Please restate the lines shown below exactly, every one of them.

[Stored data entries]
+---+

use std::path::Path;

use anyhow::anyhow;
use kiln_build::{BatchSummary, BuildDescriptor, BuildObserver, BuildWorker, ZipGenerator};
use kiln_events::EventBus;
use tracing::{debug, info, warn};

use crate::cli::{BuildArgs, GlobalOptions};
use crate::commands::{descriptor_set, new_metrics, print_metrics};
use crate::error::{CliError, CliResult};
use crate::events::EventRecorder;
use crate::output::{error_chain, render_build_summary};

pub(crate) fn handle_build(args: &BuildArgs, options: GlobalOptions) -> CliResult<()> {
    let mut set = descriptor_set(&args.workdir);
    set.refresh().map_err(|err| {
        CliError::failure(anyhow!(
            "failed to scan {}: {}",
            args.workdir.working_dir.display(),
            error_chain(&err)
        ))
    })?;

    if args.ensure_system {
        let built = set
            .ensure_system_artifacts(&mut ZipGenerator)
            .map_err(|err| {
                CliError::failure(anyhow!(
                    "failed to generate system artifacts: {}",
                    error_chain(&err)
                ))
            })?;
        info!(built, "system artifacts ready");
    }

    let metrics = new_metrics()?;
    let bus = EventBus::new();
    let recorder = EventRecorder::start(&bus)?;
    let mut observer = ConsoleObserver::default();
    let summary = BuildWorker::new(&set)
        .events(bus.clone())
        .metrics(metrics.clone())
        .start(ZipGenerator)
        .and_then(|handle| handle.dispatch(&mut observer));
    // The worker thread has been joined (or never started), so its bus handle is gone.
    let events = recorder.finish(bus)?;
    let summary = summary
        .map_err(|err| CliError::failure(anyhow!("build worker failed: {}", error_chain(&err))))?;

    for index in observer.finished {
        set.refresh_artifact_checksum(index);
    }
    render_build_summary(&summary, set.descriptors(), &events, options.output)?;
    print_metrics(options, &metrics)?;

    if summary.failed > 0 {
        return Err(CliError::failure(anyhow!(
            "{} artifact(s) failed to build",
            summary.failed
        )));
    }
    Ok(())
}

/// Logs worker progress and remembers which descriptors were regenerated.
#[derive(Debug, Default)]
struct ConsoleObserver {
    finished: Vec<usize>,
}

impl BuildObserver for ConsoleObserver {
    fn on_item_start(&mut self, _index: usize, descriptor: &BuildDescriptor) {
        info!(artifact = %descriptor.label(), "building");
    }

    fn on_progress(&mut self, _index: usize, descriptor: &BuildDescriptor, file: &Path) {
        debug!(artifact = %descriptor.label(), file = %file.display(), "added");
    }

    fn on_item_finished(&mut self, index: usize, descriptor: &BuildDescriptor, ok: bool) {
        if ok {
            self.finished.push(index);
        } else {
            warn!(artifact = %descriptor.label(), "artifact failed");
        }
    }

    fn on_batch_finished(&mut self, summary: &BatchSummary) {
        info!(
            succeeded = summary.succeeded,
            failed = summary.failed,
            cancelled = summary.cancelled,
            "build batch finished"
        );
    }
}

+---+

Result of this exercise =
use std::path::Path;

use anyhow::anyhow;
use kiln_build::{BatchSummary, BuildDescriptor, BuildObserver, BuildWorker, ZipGenerator};
use kiln_events::EventBus;
use tracing::{debug, info, warn};

use crate::cli::{BuildArgs, GlobalOptions};
use crate::commands::{descriptor_set, new_metrics, print_metrics};
use crate::error::{CliError, CliResult};
use crate::events::EventRecorder;
use crate::output::{error_chain, render_build_summary};

pub(crate) fn handle_build(args: &BuildArgs, options: GlobalOptions) -> CliResult<()> {
    let mut set = descriptor_set(&args.workdir);
    set.refresh().map_err(|err| {
        CliError::failure(anyhow!(
            "failed to scan {}: {}",
            args.workdir.working_dir.display(),
            error_chain(&err)
        ))
    })?;

    if args.ensure_system {
        let built = set
            .ensure_system_artifacts(&mut ZipGenerator)
            .map_err(|err| {
                CliError::failure(anyhow!(
                    "failed to generate system artifacts: {}",
                    error_chain(&err)
                ))
            })?;
        info!(built, "system artifacts ready");
    }

    let metrics = new_metrics()?;
    let bus = EventBus::new();
    let recorder = EventRecorder::start(&bus)?;
    let mut observer = ConsoleObserver::default();
    let summary = BuildWorker::new(&set)
        .events(bus.clone())
        .metrics(metrics.clone())
        .start(ZipGenerator)
        .and_then(|handle| handle.dispatch(&mut observer));
    // The worker thread has been joined (or never started), so its bus handle is gone.
    let events = recorder.finish(bus)?;
    let summary = summary
        .map_err(|err| CliError::failure(anyhow!("build worker failed: {}", error_chain(&err))))?;

    for index in observer.finished {
        set.refresh_artifact_checksum(index);
    }
    render_build_summary(&summary, set.descriptors(), &events, options.output)?;
    print_metrics(options, &metrics)?;

    if summary.failed > 0 {
        return Err(CliError::failure(anyhow!(
            "{} artifact(s) failed to build",
            summary.failed
        )));
    }
    Ok(())
}

/// Logs worker progress and remembers which descriptors were regenerated.
#[derive(Debug, Default)]
struct ConsoleObserver {
    finished: Vec<usize>,
}

impl BuildObserver for ConsoleObserver {
    fn on_item_start(&mut self, _index: usize, descriptor: &BuildDescriptor) {
        info!(artifact = %descriptor.label(), "building");
    }

    fn on_progress(&mut self, _index: usize, descriptor: &BuildDescriptor, file: &Path) {
        debug!(artifact = %descriptor.label(), file = %file.display(), "added");
    }

    fn on_item_finished(&mut self, index: usize, descriptor: &BuildDescriptor, ok: bool) {
        if ok {
            self.finished.push(index);
        } else {
            warn!(artifact = %descriptor.label(), "artifact failed");
        }
    }

    fn on_batch_finished(&mut self, summary: &BatchSummary) {
        info!(
            succeeded = summary.succeeded,
            failed = summary.failed,
            cancelled = summary.cancelled,
            "build batch finished"
        );
    }
}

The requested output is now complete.